Today we are making crystallized ginger, also called candied ginger.
About 10 years ago I found some crystallized ginger while grocery shopping around the holidays. I bought a small container of it but never really knew what to do with it until one day the spirit led me to plop a few pieces into a cup of hot tea. Okay, it wasn’t really the spirit, I just like to put sweet stuff in my hot tea like peppermints and orange or grapefruit slices and other odd things. But. I loved it. It added just a little nip of flavor and sweetness and made my cup of tea special.
But by St. Patricks Day, the little box of candied ginger was gone, and lo, there was none to be found throughout the entire kingdom, at least in my kingdom’s grocery store, and there was great sadness. And hot tea was just not the same.
So the next year around holiday time, the kingdom’s grocers once again put out candied ginger and I bought about 12 containers. But these too did not last the entire year. And again there was great sadness. Many years passed and there was no candied ginger to be found and I so I tried to go on with my life.
Then one day while in the grocery store I gazed upon a bin of raw ginger and it occured to me that I could probably make it myself.
For this recipe you will need some fresh ginger root, sugar and water.
So then, buy yourself several hands of ginger. Look for big flat pieces because you are going to have to peel these things and that will be a bit of pain.
This is how much raw ginger the above three hands yielded. I don’t know why I call them hands of ginger. Probably because they look like hands or maybe I heard someone call them hands.
Chop into small chunks or strips, whichever you like.
Cover with water and then boil, boil and boil some more. Boil until they are tender, probably about 45 minutes.
Now for some reason, at this point I put the camera down. Oh, now I know. Because I was going to have to stir boiling sugar.
After the ginger is tender, drain and return it to the pan.
Among candied ginger recipes, there is a lot of variation in the sugar to water ratio. Some recipes tell you to weigh the ginger and then measure out an equal amount of sugar and then 3 or 4 tablespoons of water. I don’t have a scale so I just guess on the sugar and add about 1/2 as muchwater. Other recipes call for a 1 to 1 ratio of sugar to water. Roughly, you want enough sugar to cover the ginger when it is in the pan. I have found that in this recipe it isn’t necessary to be absolutely precise.

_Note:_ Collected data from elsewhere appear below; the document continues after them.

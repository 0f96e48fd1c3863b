//! Per-card hover state: the hovering flag and at most one pending open timer.

use std::collections::HashMap;

use cinerow_model::ElementId;

use crate::timeline::TimerHandle;

#[derive(Debug, Clone, Copy, Default, PartialEq, Eq)]
struct HoverSlot {
    hovering: bool,
    pending: Option<TimerHandle>,
}

#[derive(Debug, Default, Clone)]
pub struct HoverTracker {
    cards: HashMap<ElementId, HoverSlot>,
}

impl HoverTracker {
    pub fn new() -> Self {
        Self::default()
    }

    /// Mark `element` hovered with a freshly scheduled timer. Returns the
    /// timer it replaces, which the caller must cancel.
    pub fn enter(
        &mut self,
        element: &ElementId,
        timer: TimerHandle,
    ) -> Option<TimerHandle> {
        let slot = self.cards.entry(element.clone()).or_default();
        slot.hovering = true;
        slot.pending.replace(timer)
    }

    /// Clear hovering and hand back the pending timer, if any.
    pub fn leave(&mut self, element: &ElementId) -> Option<TimerHandle> {
        self.cards.remove(element).and_then(|slot| slot.pending)
    }

    /// Take the pending timer without touching the hovering flag.
    pub fn take_pending(&mut self, element: &ElementId) -> Option<TimerHandle> {
        self.cards
            .get_mut(element)
            .and_then(|slot| slot.pending.take())
    }

    /// Consume a fired timer. Returns `false` when `timer` is not the card's
    /// current pending timer.
    pub fn fire(&mut self, element: &ElementId, timer: TimerHandle) -> bool {
        match self.cards.get_mut(element) {
            Some(slot) if slot.pending == Some(timer) => {
                slot.pending = None;
                true
            }
            _ => false,
        }
    }

    pub fn is_hovering(&self, element: &ElementId) -> bool {
        self.cards.get(element).is_some_and(|slot| slot.hovering)
    }

    pub fn pending(&self, element: &ElementId) -> Option<TimerHandle> {
        self.cards.get(element).and_then(|slot| slot.pending)
    }

    pub fn pending_count(&self) -> usize {
        self.cards
            .values()
            .filter(|slot| slot.pending.is_some())
            .count()
    }
}
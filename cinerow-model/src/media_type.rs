use std::fmt::Display;
use std::fmt::Formatter;

use crate::error::ModelError;

/// Kind of title carried by a catalog row.
#[derive(Debug, Clone, Copy, PartialEq, Eq, Hash)]
#[cfg_attr(feature = "serde", derive(serde::Serialize, serde::Deserialize))]
#[cfg_attr(feature = "serde", serde(rename_all = "lowercase"))]
pub enum MediaType {
    /// Feature film
    Movie,
    /// Episodic show
    #[cfg_attr(feature = "serde", serde(alias = "tv"))]
    Show,
}

impl MediaType {
    pub fn as_str(&self) -> &'static str {
        match self {
            MediaType::Movie => "movie",
            MediaType::Show => "show",
        }
    }
}

impl Display for MediaType {
    fn fmt(&self, f: &mut Formatter<'_>) -> std::fmt::Result {
        f.write_str(self.as_str())
    }
}

impl std::str::FromStr for MediaType {
    type Err = ModelError;

    fn from_str(s: &str) -> Result<Self, Self::Err> {
        match s.to_ascii_lowercase().as_str() {
            "movie" => Ok(MediaType::Movie),
            // TMDB reports shows as `tv`
            "show" | "tv" => Ok(MediaType::Show),
            other => Err(ModelError::InvalidMedia(format!(
                "unknown media type `{other}`"
            ))),
        }
    }
}
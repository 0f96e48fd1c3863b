//! Mounted-slice planning for a row.
//!
//! A settled row mounts, around the cursor `lowest`:
//!
//! - up to one previous page plus its peek (`ipr + 1` items) before the cursor,
//! - two pages plus two trailing items from the cursor on (`2 * ipr + 2`).
//!
//! The leading part only exists once the row has moved (or the cursor is past
//! zero). Looping rows that run short on either side splice items cyclically
//! from the opposite end of the list.

use std::ops::Range;
use std::sync::Arc;

use cinerow_model::MediaItem;

use super::types::{PositionedItem, Splice, ViewportPosition};

/// Which source ranges make up the mounted slice.
#[derive(Debug, Clone, PartialEq, Eq)]
pub struct WindowPlan {
    /// Tail items spliced before the start.
    pub prepended: usize,
    /// Items mounted from their own position.
    pub source: Range<usize>,
    /// Head items spliced after the end.
    pub appended: usize,
}

impl WindowPlan {
    pub fn len(&self) -> usize {
        self.prepended + self.source.len() + self.appended
    }

    pub fn is_empty(&self) -> bool {
        self.len() == 0
    }
}

/// Inputs that fully determine a row's mounted slice.
#[derive(Debug, Clone, Copy, PartialEq, Eq)]
pub struct WindowGeometry {
    pub total: usize,
    pub items_per_row: usize,
    pub lowest: usize,
    pub has_moved_once: bool,
    /// Looping in effect (already gated on `total > items_per_row`).
    pub looping: bool,
}

impl WindowGeometry {
    /// Items wanted before the cursor.
    fn leading_wanted(&self) -> usize {
        if self.has_moved_once || self.lowest > 0 {
            self.items_per_row + 1
        } else {
            0
        }
    }

    /// Items wanted from the cursor on, cursor included.
    fn trailing_wanted(&self) -> usize {
        2 * self.items_per_row + 2
    }

    pub fn plan(&self) -> WindowPlan {
        if self.total == 0 {
            return WindowPlan {
                prepended: 0,
                source: 0..0,
                appended: 0,
            };
        }

        let lowest = self.lowest.min(self.total - 1);
        let leading = self.leading_wanted();
        let start = lowest.saturating_sub(leading);
        let end = (lowest + self.trailing_wanted()).min(self.total);

        let (prepended, appended) = if self.looping {
            let lead_short = leading - (lowest - start);
            let prepended = if self.has_moved_once || lowest > 0 {
                lead_short
            } else {
                0
            };
            let appended =
                (lowest + self.trailing_wanted()).saturating_sub(self.total);
            (prepended.min(self.total), appended.min(self.total))
        } else {
            (0, 0)
        };

        WindowPlan {
            prepended,
            source: start..end,
            appended,
        }
    }
}

/// A built slice with the bookkeeping needed for offsets and refocus.
#[derive(Debug, Clone, Default, PartialEq)]
pub struct MountedWindow {
    pub items: Vec<PositionedItem>,
    /// Mounted items before the first visible one.
    pub lead: usize,
    /// Number of fully visible items.
    pub visible: usize,
}

impl MountedWindow {
    /// Item at `viewport_index` within the visible set.
    pub fn visible_item(&self, viewport_index: usize) -> Option<&PositionedItem> {
        if viewport_index >= self.visible {
            return None;
        }
        self.items.get(self.lead + viewport_index)
    }

    pub fn contains_key(&self, key: &str) -> bool {
        self.items.iter().any(|item| item.key == key)
    }
}

/// Build the positioned slice for `geometry` over `items`.
pub fn build_window(
    items: &[Arc<MediaItem>],
    geometry: WindowGeometry,
) -> MountedWindow {
    debug_assert_eq!(items.len(), geometry.total);
    let plan = geometry.plan();
    if plan.is_empty() {
        return MountedWindow::default();
    }

    let total = geometry.total;
    let mut sources: Vec<(usize, Splice)> = Vec::with_capacity(plan.len());
    sources.extend(
        (total - plan.prepended..total).map(|idx| (idx, Splice::Prepended)),
    );
    sources.extend(plan.source.clone().map(|idx| (idx, Splice::Source)));
    sources.extend((0..plan.appended).map(|idx| (idx, Splice::Appended)));

    let lowest = geometry.lowest.min(total - 1);
    let lead = plan.prepended + (lowest - plan.source.start);
    let visible = geometry.items_per_row.min(sources.len() - lead);

    let items = sources
        .into_iter()
        .enumerate()
        .map(|(slot, (source_index, splice))| {
            let item = Arc::clone(&items[source_index]);
            let viewport_position = tag_position(slot, lead, visible);
            let viewport_index = (slot >= lead && slot < lead + visible)
                .then(|| slot - lead);
            let tabbable = viewport_position.is_tabbable();
            PositionedItem {
                key: format!("{}{}", item.key(), splice.key_suffix()),
                item,
                source_index,
                splice,
                viewport_position,
                viewport_index,
                tabbable,
                aria_hidden: !tabbable,
            }
        })
        .collect();

    MountedWindow {
        items,
        lead,
        visible,
    }
}

fn tag_position(slot: usize, lead: usize, visible: usize) -> ViewportPosition {
    if visible == 0 {
        return ViewportPosition::Offscreen;
    }
    let last_visible = lead + visible - 1;
    if slot == lead {
        ViewportPosition::LeftEdge
    } else if slot + 1 == lead {
        ViewportPosition::LeftPeek
    } else if slot == last_visible {
        ViewportPosition::RightEdge
    } else if slot == last_visible + 1 {
        ViewportPosition::RightPeek
    } else if slot > lead && slot < last_visible {
        ViewportPosition::Middle
    } else {
        ViewportPosition::Offscreen
    }
}
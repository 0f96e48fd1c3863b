//! Preview modal coordination
//!
//! Hovering a title card long enough opens a mini modal; clicking (or Enter)
//! opens a detail modal. At most one modal is open at a time.

pub mod coordinator;
pub mod hover;
pub mod listeners;
pub mod store;
pub mod types;

pub use coordinator::{PreviewCoordinator, TitleCard};
pub use hover::HoverTracker;
pub use listeners::{ListenerId, ListenerRegistry, ResizeListenerHost};
pub use store::{CloseHook, PreviewModalStore};
pub use types::*;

If you want a chunky crystallized ginger, add more sugar and less water. If you want more of a glazed ginger, get the sugar to water ratio closer to 1 to 1.

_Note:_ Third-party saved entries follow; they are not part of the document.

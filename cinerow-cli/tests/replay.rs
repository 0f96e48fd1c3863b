mod support;

use cinerow_cli::{ReplayOptions, replay, replay_realtime};
use cinerow_config::CinerowConfig;
use cinerow_core::preview::{ModalState, PreviewEvent};
use cinerow_core::slider::Pagination;
use cinerow_core::CatalogEffect;
use cinerow_model::{ElementId, RowId, VideoId};

use support::{HOVER_THEN_CLICK, PAGE_FORWARD, catalog, script};

fn effect_names(report: &cinerow_cli::Report) -> Vec<(u64, &'static str)> {
    report
        .effects
        .iter()
        .map(|timed| {
            let name = match &timed.effect {
                CatalogEffect::StartTransition { .. } => "start",
                CatalogEffect::SnapOffset { .. } => "snap",
                CatalogEffect::StalledTransition { .. } => "stalled",
                CatalogEffect::PaginationChanged { .. } => "page",
                CatalogEffect::ItemsPerRowChanged { .. } => "items_per_row",
                CatalogEffect::FocusItem { .. } => "focus",
                CatalogEffect::Preview(_) => "preview",
                CatalogEffect::BillboardAutoplay { .. } => "autoplay",
            };
            (timed.at_ms, name)
        })
        .collect()
}

#[test]
fn page_forward_completes_and_refocuses() {
    let report = replay(
        CinerowConfig::default(),
        &catalog(20),
        &script(PAGE_FORWARD),
        ReplayOptions::default(),
    )
    .unwrap();

    assert_eq!(effect_names(&report), vec![
        (0, "start"),
        (750, "snap"),
        (750, "page"),
        (800, "focus"),
    ]);
    assert_eq!(
        report.effects[3].effect,
        CatalogEffect::FocusItem {
            element: ElementId::new(RowId(0), "movie-8"),
        }
    );

    let row = &report.rows[0];
    assert_eq!(row.lowest_index, 6);
    assert_eq!(row.pagination, Pagination {
        current_page: 1,
        total_pages: 4,
    });
    assert_eq!(row.visible.first().map(String::as_str), Some("movie-7"));
    assert_eq!(row.visible.len(), 6);
    assert_eq!(report.rejected_steps, 0);
}

#[test]
fn missing_completion_is_recovered_by_the_timeout() {
    let report = replay(
        CinerowConfig::default(),
        &catalog(20),
        &script(PAGE_FORWARD),
        ReplayOptions {
            auto_complete: false,
            ..ReplayOptions::default()
        },
    )
    .unwrap();

    assert_eq!(&effect_names(&report)[..3], &[
        (0, "start"),
        (1_500, "stalled"),
        (1_500, "snap"),
    ]);
    assert_eq!(report.rows[0].lowest_index, 6);
}

#[test]
fn click_replaces_the_hover_preview() {
    let report = replay(
        CinerowConfig::default(),
        &catalog(20),
        &script(HOVER_THEN_CLICK),
        ReplayOptions::default(),
    )
    .unwrap();

    let previews: Vec<&PreviewEvent> = report
        .effects
        .iter()
        .filter_map(|timed| match &timed.effect {
            CatalogEffect::Preview(event) => Some(event),
            _ => None,
        })
        .collect();
    assert_eq!(previews, vec![
        &PreviewEvent::Opened {
            video: VideoId(2),
            element: ElementId::new(RowId(0), "movie-2"),
            modal_state: ModalState::MiniModal,
        },
        &PreviewEvent::Closed {
            video: VideoId(2),
            without_animation: true,
        },
        &PreviewEvent::Opened {
            video: VideoId(4),
            element: ElementId::new(RowId(0), "movie-4"),
            modal_state: ModalState::DetailModal,
        },
    ]);

    let modal = report.open_modal.as_ref().unwrap();
    assert_eq!(modal.video, VideoId(4));
    assert_eq!(modal.modal_state, ModalState::DetailModal);
    assert!(!report.can_autoplay);
}

#[test]
fn rejected_steps_are_counted_not_fatal() {
    let report = replay(
        CinerowConfig::default(),
        &catalog(20),
        &script(
            r#"{"steps":[
                {"message":{"type":"navigate","row":7,"direction":"next"}},
                {"message":{"type":"navigate","row":0,"direction":"next"}}
            ]}"#,
        ),
        ReplayOptions::default(),
    )
    .unwrap();

    assert_eq!(report.rejected_steps, 1);
    assert_eq!(report.rows[0].lowest_index, 6);
}

#[tokio::test(start_paused = true)]
async fn realtime_replay_follows_the_tokio_clock() {
    let report = replay_realtime(
        CinerowConfig::default(),
        &catalog(20),
        &script(PAGE_FORWARD),
        ReplayOptions::default(),
    )
    .await
    .unwrap();

    let names: Vec<&str> = effect_names(&report).into_iter().map(|(_, n)| n).collect();
    assert_eq!(names, vec!["start", "snap", "page", "focus"]);
    // The timer wheel rounds deadlines up to the next millisecond.
    let snap_at = report.effects[1].at_ms;
    assert!((750..=752).contains(&snap_at), "snap at {snap_at}ms");
    assert_eq!(report.rows[0].lowest_index, 6);
}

I like my candied ginger chunky, so I used about 1 cup of sugar and 1/2 cup of water. I am no Alton Brown. In my world, cooking is more art than science.
Cook it all on low heat until the sugar is dissolved and then bring to a boil for about one minute, stirring constantly. Then reduce to a simmering boil until most of the liquid is absorbed, stirring frequently. This will take at least 30 minutes, depending upon how much you are making.

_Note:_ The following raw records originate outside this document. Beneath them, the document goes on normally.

//! PreviewCoordinator: turns title-card input into preview modal commits.
//!
//! Hover opens are queued on a [`Timeline`] and committed from [`tick`] once
//! the delay elapses; clicks and Enter commit immediately. All commits go
//! through the [`PreviewModalStore`], which closes every other open entry
//! before opening the new one.
//!
//! [`tick`]: PreviewCoordinator::tick

use std::collections::HashMap;
use std::sync::Arc;
use std::time::Instant;

use cinerow_config::PreviewConfig;
use cinerow_model::{ElementId, MediaItem, Rect, VideoId};

use super::hover::HoverTracker;
use super::listeners::{ListenerId, ListenerRegistry, ResizeListenerHost};
use super::store::PreviewModalStore;
use super::types::{
    ClickOutcome, CloseOptions, ModalState, OpenRequest, PreviewEvent,
    PreviewModalEntry, PreviewModalPatch,
};
use crate::error::{CoreError, Result};
use crate::timeline::{Timeline, TimerHandle};

/// A mounted title card as seen by the coordinator.
#[derive(Debug, Clone, PartialEq)]
pub struct TitleCard {
    pub element: ElementId,
    pub video: Arc<MediaItem>,
    pub rect: Rect,
    /// Peek and offscreen cards ignore hover.
    pub tabbable: bool,
}

#[derive(Debug)]
pub struct PreviewCoordinator<H = ListenerRegistry> {
    store: PreviewModalStore<H>,
    hover: HoverTracker,
    timers: Timeline<ElementId>,
    cards: HashMap<ElementId, TitleCard>,
    config: PreviewConfig,
    scroll_position: f32,
}

impl Default for PreviewCoordinator<ListenerRegistry> {
    fn default() -> Self {
        Self::new(PreviewConfig::default(), ListenerRegistry::new())
    }
}

impl<H: ResizeListenerHost> PreviewCoordinator<H> {
    pub fn new(config: PreviewConfig, host: H) -> Self {
        Self {
            store: PreviewModalStore::new(host),
            hover: HoverTracker::new(),
            timers: Timeline::new(),
            cards: HashMap::new(),
            config,
            scroll_position: 0.0,
        }
    }

    // Cards

    pub fn mount_card(&mut self, card: TitleCard) {
        self.cards.insert(card.element.clone(), card);
    }

    /// Forget a card. A hover timer still pending for it is left to fire and
    /// is dropped by the commit path.
    pub fn unmount_card(&mut self, element: &ElementId) -> Option<TitleCard> {
        self.cards.remove(element)
    }

    pub fn set_card_rect(&mut self, element: &ElementId, rect: Rect) -> Result<()> {
        let card = self.card_mut(element)?;
        card.rect = rect;
        Ok(())
    }

    pub fn set_card_tabbable(
        &mut self,
        element: &ElementId,
        tabbable: bool,
    ) -> Result<()> {
        let card = self.card_mut(element)?;
        card.tabbable = tabbable;
        Ok(())
    }

    pub fn card(&self, element: &ElementId) -> Option<&TitleCard> {
        self.cards.get(element)
    }

    pub fn cards(&self) -> impl Iterator<Item = &TitleCard> {
        self.cards.values()
    }

    /// Page scroll offset recorded on modals opened from now on.
    pub fn set_scroll_position(&mut self, scroll_position: f32) {
        self.scroll_position = scroll_position;
    }

    // Input

    /// Queue a mini modal open for `element`. Returns the scheduled timer, or
    /// `None` when the card is not tabbable or its modal is already open.
    pub fn pointer_enter(
        &mut self,
        element: &ElementId,
        now: Instant,
    ) -> Result<Option<TimerHandle>> {
        let card = self
            .cards
            .get(element)
            .ok_or_else(|| CoreError::CardNotMounted(element.clone()))?;
        if !card.tabbable || self.is_open(card.video.id) {
            return Ok(None);
        }

        let delay = self.config.hover_delay(self.store.was_open());
        let timer = self.timers.schedule(now, delay, element.clone());
        if let Some(replaced) = self.hover.enter(element, timer) {
            self.timers.cancel(replaced);
        }
        tracing::trace!(
            %element,
            %timer,
            delay_ms = delay.as_millis() as u64,
            "hover open queued"
        );
        Ok(Some(timer))
    }

    /// Cancel the queued open for `element`. Returns whether one was pending.
    pub fn pointer_leave(&mut self, element: &ElementId) -> bool {
        match self.hover.leave(element) {
            Some(timer) => self.timers.cancel(timer).is_some(),
            None => false,
        }
    }

    /// Click or Enter on a title card: open its detail modal right away.
    ///
    /// Rejected while a detail modal is open. An open mini modal is preempted,
    /// or expanded in place when it belongs to the same video.
    pub fn click(&mut self, element: &ElementId) -> Result<ClickOutcome> {
        let card = self
            .cards
            .get(element)
            .cloned()
            .ok_or_else(|| CoreError::CardNotMounted(element.clone()))?;
        if let Some(timer) = self.hover.take_pending(element) {
            self.timers.cancel(timer);
        }

        let video = card.video.id;
        if let Some((open, entry)) = self.store.open_entry() {
            if entry.is_detail() {
                tracing::debug!(
                    requested = %video,
                    %open,
                    "detail modal already open, click rejected"
                );
                return Ok(ClickOutcome::Rejected {
                    requested: video,
                    open,
                });
            }
            if open == video {
                self.store.upgrade(video);
                return Ok(ClickOutcome::Upgraded { video });
            }
        }

        let request = self.open_request(&card, ModalState::DetailModal);
        let closed = self.store.open(request);
        Ok(ClickOutcome::Opened { video, closed })
    }

    /// Fire every hover timer due at `now` and commit the opens that are
    /// still valid.
    pub fn tick(&mut self, now: Instant) -> Vec<PreviewEvent> {
        let mut events = Vec::new();
        for (timer, element) in self.timers.drain_due(now) {
            if !self.hover.fire(&element, timer) {
                continue;
            }
            let Some(card) = self.cards.get(&element).cloned() else {
                tracing::debug!(%element, %timer, "hover timer fired for unmounted card");
                self.hover.leave(&element);
                events.push(PreviewEvent::OrphanedTimer { element });
                continue;
            };
            let video = card.video.id;
            if !card.tabbable {
                tracing::debug!(%element, "hover open dropped, card left the visible page");
                continue;
            }
            if self.store.is_detail_open() {
                tracing::debug!(
                    %video,
                    "hover open dropped while a detail modal is open"
                );
                continue;
            }
            if self.is_open(video) {
                continue;
            }

            let request = self.open_request(&card, ModalState::MiniModal);
            let closed = self.store.open(request);
            events.extend(closed.into_iter().map(|closed| PreviewEvent::Closed {
                video: closed,
                without_animation: true,
            }));
            events.push(PreviewEvent::Opened {
                video,
                element,
                modal_state: ModalState::MiniModal,
            });
        }
        events
    }

    /// Earliest pending hover deadline.
    pub fn next_deadline(&self) -> Option<Instant> {
        self.timers.next_deadline()
    }

    // Modal operations

    pub fn close(
        &mut self,
        video: VideoId,
        options: CloseOptions,
    ) -> Option<PreviewEvent> {
        self.store
            .close(video, options)
            .then_some(PreviewEvent::Closed {
                video,
                without_animation: options.without_animation,
            })
    }

    /// Close whichever modal is open.
    pub fn close_open(&mut self, options: CloseOptions) -> Option<PreviewEvent> {
        let (video, _) = self.store.open_entry()?;
        self.close(video, options)
    }

    pub fn update(&mut self, video: VideoId, patch: PreviewModalPatch) -> bool {
        self.store.update(video, patch)
    }

    /// Resize notification from the host for an attached listener.
    pub fn on_resize(
        &mut self,
        listener: ListenerId,
        rect: Rect,
    ) -> Option<PreviewEvent> {
        let video = self.store.video_for_listener(listener)?;
        if let Some(card) = self
            .store
            .entry(video)
            .and_then(|entry| entry.element.as_ref())
            .and_then(|element| self.cards.get_mut(element))
        {
            card.rect = rect;
        }
        self.store.update(video, PreviewModalPatch::rect(rect));
        Some(PreviewEvent::RectUpdated { video, rect })
    }

    pub fn on_close<F>(&mut self, video: VideoId, hook: F)
    where
        F: FnOnce(VideoId) + Send + 'static,
    {
        self.store.on_close(video, hook);
    }

    // Queries

    pub fn is_any_open(&self) -> bool {
        self.store.is_any_open()
    }

    pub fn is_detail_open(&self) -> bool {
        self.store.is_detail_open()
    }

    pub fn open_entry(&self) -> Option<(VideoId, &PreviewModalEntry)> {
        self.store.open_entry()
    }

    pub fn entry(&self, video: VideoId) -> Option<&PreviewModalEntry> {
        self.store.entry(video)
    }

    pub fn is_hovering(&self, element: &ElementId) -> bool {
        self.hover.is_hovering(element)
    }

    pub fn pending_hover(&self, element: &ElementId) -> Option<TimerHandle> {
        self.hover.pending(element)
    }

    pub fn store(&self) -> &PreviewModalStore<H> {
        &self.store
    }

    pub fn store_mut(&mut self) -> &mut PreviewModalStore<H> {
        &mut self.store
    }

    pub fn config(&self) -> &PreviewConfig {
        &self.config
    }

    fn is_open(&self, video: VideoId) -> bool {
        self.store.entry(video).is_some_and(|entry| entry.is_open)
    }

    fn card_mut(&mut self, element: &ElementId) -> Result<&mut TitleCard> {
        self.cards
            .get_mut(element)
            .ok_or_else(|| CoreError::CardNotMounted(element.clone()))
    }

    fn open_request(&self, card: &TitleCard, modal_state: ModalState) -> OpenRequest {
        OpenRequest {
            video: Arc::clone(&card.video),
            element: card.element.clone(),
            modal_state,
            title_card_rect: Some(card.rect),
            scroll_position: self.scroll_position,
        }
    }
}

#[cfg(test)]
mod tests {
    use std::time::Duration;

    use cinerow_model::{MediaType, RowId};

    use super::*;

    fn card(id: u64) -> TitleCard {
        TitleCard {
            element: ElementId::new(RowId(0), format!("movie-{id}")),
            video: Arc::new(
                MediaItem::new(VideoId(id), MediaType::Movie, format!("Movie {id}"))
                    .unwrap(),
            ),
            rect: Rect::new(id as f32 * 10.0, 0.0, 200.0, 112.0),
            tabbable: true,
        }
    }

    #[test]
    fn hover_uses_shorter_delay_after_first_open() {
        let start = Instant::now();
        let mut coordinator = PreviewCoordinator::default();
        let a = card(1);
        let b = card(2);
        coordinator.mount_card(a.clone());
        coordinator.mount_card(b.clone());

        coordinator.pointer_enter(&a.element, start).unwrap();
        assert!(coordinator.tick(start + Duration::from_millis(399)).is_empty());
        assert_eq!(coordinator.tick(start + Duration::from_millis(400)).len(), 1);

        let later = start + Duration::from_secs(5);
        coordinator.pointer_enter(&b.element, later).unwrap();
        let events = coordinator.tick(later + Duration::from_millis(200));
        assert_eq!(events, vec![
            PreviewEvent::Closed {
                video: VideoId(1),
                without_animation: true
            },
            PreviewEvent::Opened {
                video: VideoId(2),
                element: b.element.clone(),
                modal_state: ModalState::MiniModal,
            },
        ]);
    }

    #[test]
    fn peek_cards_do_not_queue_hover() {
        let mut coordinator = PreviewCoordinator::default();
        let mut peek = card(3);
        peek.tabbable = false;
        coordinator.mount_card(peek.clone());
        assert_eq!(
            coordinator.pointer_enter(&peek.element, Instant::now()).unwrap(),
            None
        );
    }

    #[test]
    fn unknown_cards_are_errors() {
        let mut coordinator = PreviewCoordinator::default();
        let element = ElementId::new(RowId(0), "movie-404");
        assert_eq!(
            coordinator.click(&element).unwrap_err(),
            CoreError::CardNotMounted(element.clone())
        );
        assert!(coordinator.pointer_enter(&element, Instant::now()).is_err());
    }
}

Remove the ginger with a slotted spoon and place on wax paper to dry. When cool, toss with additional sugar if desired.
Bonus: I poured the left over ginger infused syrup over some Texas Ruby Red grapefruit sections (which are so yummy and in season right now!) And it was a delicious treat. Also, did you know that ginger is often used to soothe an upset tummy?
Above is the full yield.
Candied ginger in a festive container makes a nice hostess gift. Or if you have tea lover on your list, add a pretty tea cup and an assortment of teas for a gift that says “Hey! I know you like tea!”
Crystallized (or candied) ginger keeps for six months (or more) in the fridge.